Commissions In Light Of Pre- and Post-September 11th Terrorist Risk
Since the September 11, 2001 attack, the United States has made tremendous in making the nation and its citizen safe of terrorism. However, work to counter terrorism threats still remain in progress as terrorist threats facing the nation have evolved in the last few decades and continue to be dynamic. Essentially, after the September 11, 2001 attack three commissions were formed.
The United States commission on National security
It is also known as the Hart-Rudman Commission. This commission was formed with the founding principles of securing the American citizens from terrorist and other on the American soil. Following 9/11, the United States government quickly developed a security framework which was to protect the country from large scale attacks directed from abroad while enhancing the federal government to prepare, respond and recover from disasters and threats against the nation (United States, 2001). To enhance these measures, the department of Homeland security department which incorporated 22 separate agencies was created.

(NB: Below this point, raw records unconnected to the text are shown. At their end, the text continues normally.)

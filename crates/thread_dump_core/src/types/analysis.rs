use serde::{Deserialize, Serialize};
use std::collections::BTreeMap;
use std::fmt;
use std::str::FromStr;

/// JVM thread states recognized in `java.lang.Thread.State:` lines.
///
/// Declaration order is the order states are listed in analysis summaries.
#[derive(Debug, Clone, Copy, PartialEq, Eq, PartialOrd, Ord, Hash, Serialize, Deserialize)]
#[serde(rename_all = "SCREAMING_SNAKE_CASE")]
pub enum ThreadState {
    Runnable,
    Blocked,
    Waiting,
    TimedWaiting,
    New,
    Terminated,
}

impl ThreadState {
    pub const ALL: [ThreadState; 6] = [
        ThreadState::Runnable,
        ThreadState::Blocked,
        ThreadState::Waiting,
        ThreadState::TimedWaiting,
        ThreadState::New,
        ThreadState::Terminated,
    ];

    pub fn as_str(&self) -> &'static str {
        match self {
            ThreadState::Runnable => "RUNNABLE",
            ThreadState::Blocked => "BLOCKED",
            ThreadState::Waiting => "WAITING",
            ThreadState::TimedWaiting => "TIMED_WAITING",
            ThreadState::New => "NEW",
            ThreadState::Terminated => "TERMINATED",
        }
    }
}

impl fmt::Display for ThreadState {
    fn fmt(&self, f: &mut fmt::Formatter<'_>) -> fmt::Result {
        f.write_str(self.as_str())
    }
}

impl FromStr for ThreadState {
    type Err = ();

    fn from_str(s: &str) -> Result<Self, Self::Err> {
        ThreadState::ALL
            .into_iter()
            .find(|state| state.as_str() == s)
            .ok_or(())
    }
}

/// Per-state thread counts. Always holds every [`ThreadState`], zero or not.
pub type StateCounts = BTreeMap<ThreadState, usize>;

pub fn empty_counts() -> StateCounts {
    ThreadState::ALL.into_iter().map(|state| (state, 0)).collect()
}

#[derive(Debug, Clone, PartialEq, Eq, Serialize, Deserialize)]
pub struct DeadlockRecord {
    pub threads: Vec<String>,
    pub monitor: String,
}

#[derive(Debug, Clone, PartialEq, Eq, Serialize, Deserialize)]
pub struct ThreadDumpAnalysis {
    pub summary: String,
    pub counts: StateCounts,
    pub deadlocks: Vec<DeadlockRecord>,
}

impl ThreadDumpAnalysis {
    /// Threads whose state was classified into one of the known states.
    pub fn analyzed_threads(&self) -> usize {
        self.counts.values().sum()
    }

    pub fn count(&self, state: ThreadState) -> usize {
        self.counts.get(&state).copied().unwrap_or(0)
    }

    pub fn has_deadlocks(&self) -> bool {
        !self.deadlocks.is_empty()
    }
}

Ideally, DHS enhanced information sharing as it various initiatives such as suspicious reporting initiative, terrorism advisory system as well as the infamous campaign of “if you see something, say something.” In addition, Homeland Security Department was responsible for planning, coordinating and integrating various federal activities involved with the Homeland Agency. Significant part of the commission’s finding were integrated into the legislation and the justification supporting the formation of Homeland Security department (Homeland security, 2001).
The Gilmore Commission
This commission is also known as the Advisory Panel to Assess Domestic Response Capabilities for Terrorism Involving Weapons of Mass Destruction. It was formed by the Secretary of Defense in consultation with the Secretary of Energy, Secretary of Health and Human Services as well as with USA attorney General. Disaster and threats response capabilities at the federal, state and the local level were assessed (Civil rights implications of post, 2012). The commission in its fifth report called George W. Bush to craft homeland security strategies as well as recommend formation of independent oversight board to advice homeland security efforts impacting civil liberties.
The Bremer Commission
It is also referred to as the National commission on Terrorism. The commission was mandated by the congress to evaluate the Nation’s Laws, practices and policies enacted to prevent terrorism and for bringing into justice those involved with terrorism practices. The members of the commission drafted a report “Countering the Changing Threat of International Terrorism” which was issued in the year 2000 (Civil rights implications of post, 2012). The report concluded that international terrorism posed an increasingly dangerous threat to United States and countering the growing threats of terrorism required federal, states and local personnel to work in conjunction in eliminating the threats. Consequently, each of these conclusions and recommendations took on great meaning in the aftermath of the September 11, 2001 attacks and guided changes incorporated into the Homeland security Act of 2002. However, in absence of significant recognition of terrorist threats within the USA boarders, no major programs were initiated to counteract the increasing terrorism threat (United States, 2001)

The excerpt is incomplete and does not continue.